As our study is not a case-matched analysis, patients of different groups have different starting point of initial weight and variable comorbidities, which could influence the final postoperative body weight. Data collection was done retrospectively, including all patients operated and monitored by the same surgeon, therefore tracking the entire relevant group with no exclusions, though there may be other sources of bias.

Revisional bariatric surgery and especially by laparoscopic access has been considered a high risk and demanding surgery that should be performed by experienced surgeons in specialized referral centers. We presented a statistically longer operative time, a half day longer duration of hospitalization and a higher conversion rate for revisional bypass operations, comparing to primary operations, similar to other investigators [26,25,26,27,28,29,30,31,34].

The overall complication rate of 7.6% was similar to some previously published studies [6, 23, 35]. Other investigators suggested a higher complication rate for revisional surgery up to 50% [28] or from 0 to 39.9% in the comparative studies [18, 33]. In a case-matched analysis, Mor et al. [20] reported a higher morbidity rate of 27 versus 8.1% in primary operations. Perathoner et al. reported an early postoperative complication rate of 10.2 and 26% of re-operations in revisional cases [35].

Anastomotic leakage is the main cause of morbidity in bariatric surgery. We found no significant difference in leakage rates between primary and revisional operations. Leakage rate was 2.1% in revisional operations, comparable to the 3.3 and 3.6% in other studies [22, 36]. In a recent retrospective review of 3828 gastric bypass procedures, anastomotic leaks following revisional operations occurred in 8% of cases, while after primary LRYGB, the leak rate was 5.2% [37].

In this series, we reported less than 1% of gastrojejunal stricture in both groups, compared to 5.5% following primary and 18.5% following secondary operations in the series reported by Cadiere et al. [17]. We believe the hand-sewn standardized technique by a single surgeon in this series does play a major role in the low incidence [38, 39]. A conclusive view of surgical techniques and suturing has always been difficult, and not many comparable studies exist.

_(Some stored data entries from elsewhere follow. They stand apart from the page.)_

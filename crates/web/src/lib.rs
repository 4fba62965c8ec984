//! A small routing framework on top of `quill-http`.
//!
//! # Example
//!
//! ```no_run
//! use quill_web::handler::{HandlerError, handler_fn};
//! use quill_web::router::{get, Router};
//! use quill_web::{RequestContext, Server};
//! use quill_http::codec::ResponseBuilder;
//! use quill_http::protocol::StatusCode;
//!
//! fn show_post(request: &RequestContext<'_, '_>, response: &mut ResponseBuilder) -> Result<(), HandlerError> {
//!     let post = request.route_params().get_as::<&str>(b"post")?;
//!     let page = request.query().get_as::<u32>(b"page").unwrap_or(1);
//!     let body = format!("post {post}, page {page}");
//!     response.append_response(request.request(), StatusCode::OK, Some(b"text/plain".as_slice()), body.as_bytes());
//!     Ok(())
//! }
//!
//! #[tokio::main]
//! async fn main() -> std::io::Result<()> {
//!     let router = Router::builder().route("/blog/{post}", get(handler_fn(show_post))).build();
//!
//!     Server::builder()
//!         .router(router)
//!         .address("127.0.0.1:3000")
//!         .build()
//!         .map_err(std::io::Error::other)?
//!         .start()
//!         .await
//! }
//! ```

mod request;
mod server;

pub mod body;
pub mod cache;
pub mod encoding;
pub mod handler;
pub mod json;
pub mod logging;
pub mod param;
pub mod query;
pub mod router;
pub mod static_files;

pub use handler::{FnHandler, RequestHandler, handler_fn};
pub use query::QueryParams;
pub use request::RequestContext;
pub use router::{RouteParams, Router};
pub use server::{DEFAULT_MAX_CONNECTIONS, Server, ServerBuildError, ServerBuilder};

A more thorough investigation between different techniques could offer valuable information on problems such as leaking and stenosis.

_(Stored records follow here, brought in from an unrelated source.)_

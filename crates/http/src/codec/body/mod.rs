//! Request body codecs.
//!
//! - [`chunked`]: de-chunking of `Transfer-Encoding: chunked` bodies
//! - [`multipart`]: zero-copy `multipart/form-data` parsing
//!
//! Both work on a body that is already fully received; neither streams.

pub mod chunked;
pub mod multipart;

pub use chunked::DecodedBody;
pub use multipart::FormDataItem;
pub use multipart::Multipart;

In our study, we reported a non-statistically significant difference of actual BMI between both groups of investigation after 5 years of follow-up (33.1 kg/m2 for revisional versus 31.5 for primary), comparable with the longest follow-up in the literature [35]. Several other investigators presented similar results [17, 22,23,24,27, 29].

At 5 years follow-up, Perathoner et al. [35] reported final EBMIL percentages of 79% of weight before initial procedure and 70% of weight before revision. In our study, at 5 years follow-up, revisional operations had 60.5% of EBMIL in total and only 44.4% of initial weight before revision. The corresponding EBMIL for primary operations in our study was 72% at 5 years, not significantly higher if we consider initial weight before any restrictive operation (Table 3).

Topart et al. [23] reported comparable results for weight loss and morbidity between revisional LYRGB after failed AGB, and primary LRYGB at 1-year follow-up, with reference to initial BMI before any surgery [23]. Mor et al. showed a significantly lower EWL in the revisional LRYGB in all periods examined (3, 6, and 12 months).

In conclusion, in this comparative study, we clearly showed that trends of weight loss and weight regain were similar in both revisional and primary bypass, with a crucial point of 1.5 years after surgery, when weight regain started. We also show that revisional gastric bypass after AGB and VGB has acceptable, satisfactory, and comparable results with the primary gastric bypass in the long term.

These results can clarify the limits of revisional surgery results in achieving weight loss and the risk of weight regain over long time periods.

A clear understanding of the patterns of weight loss over time can help physicians and patients to select appropriate medical and lifestyle adaptations to optimize their results.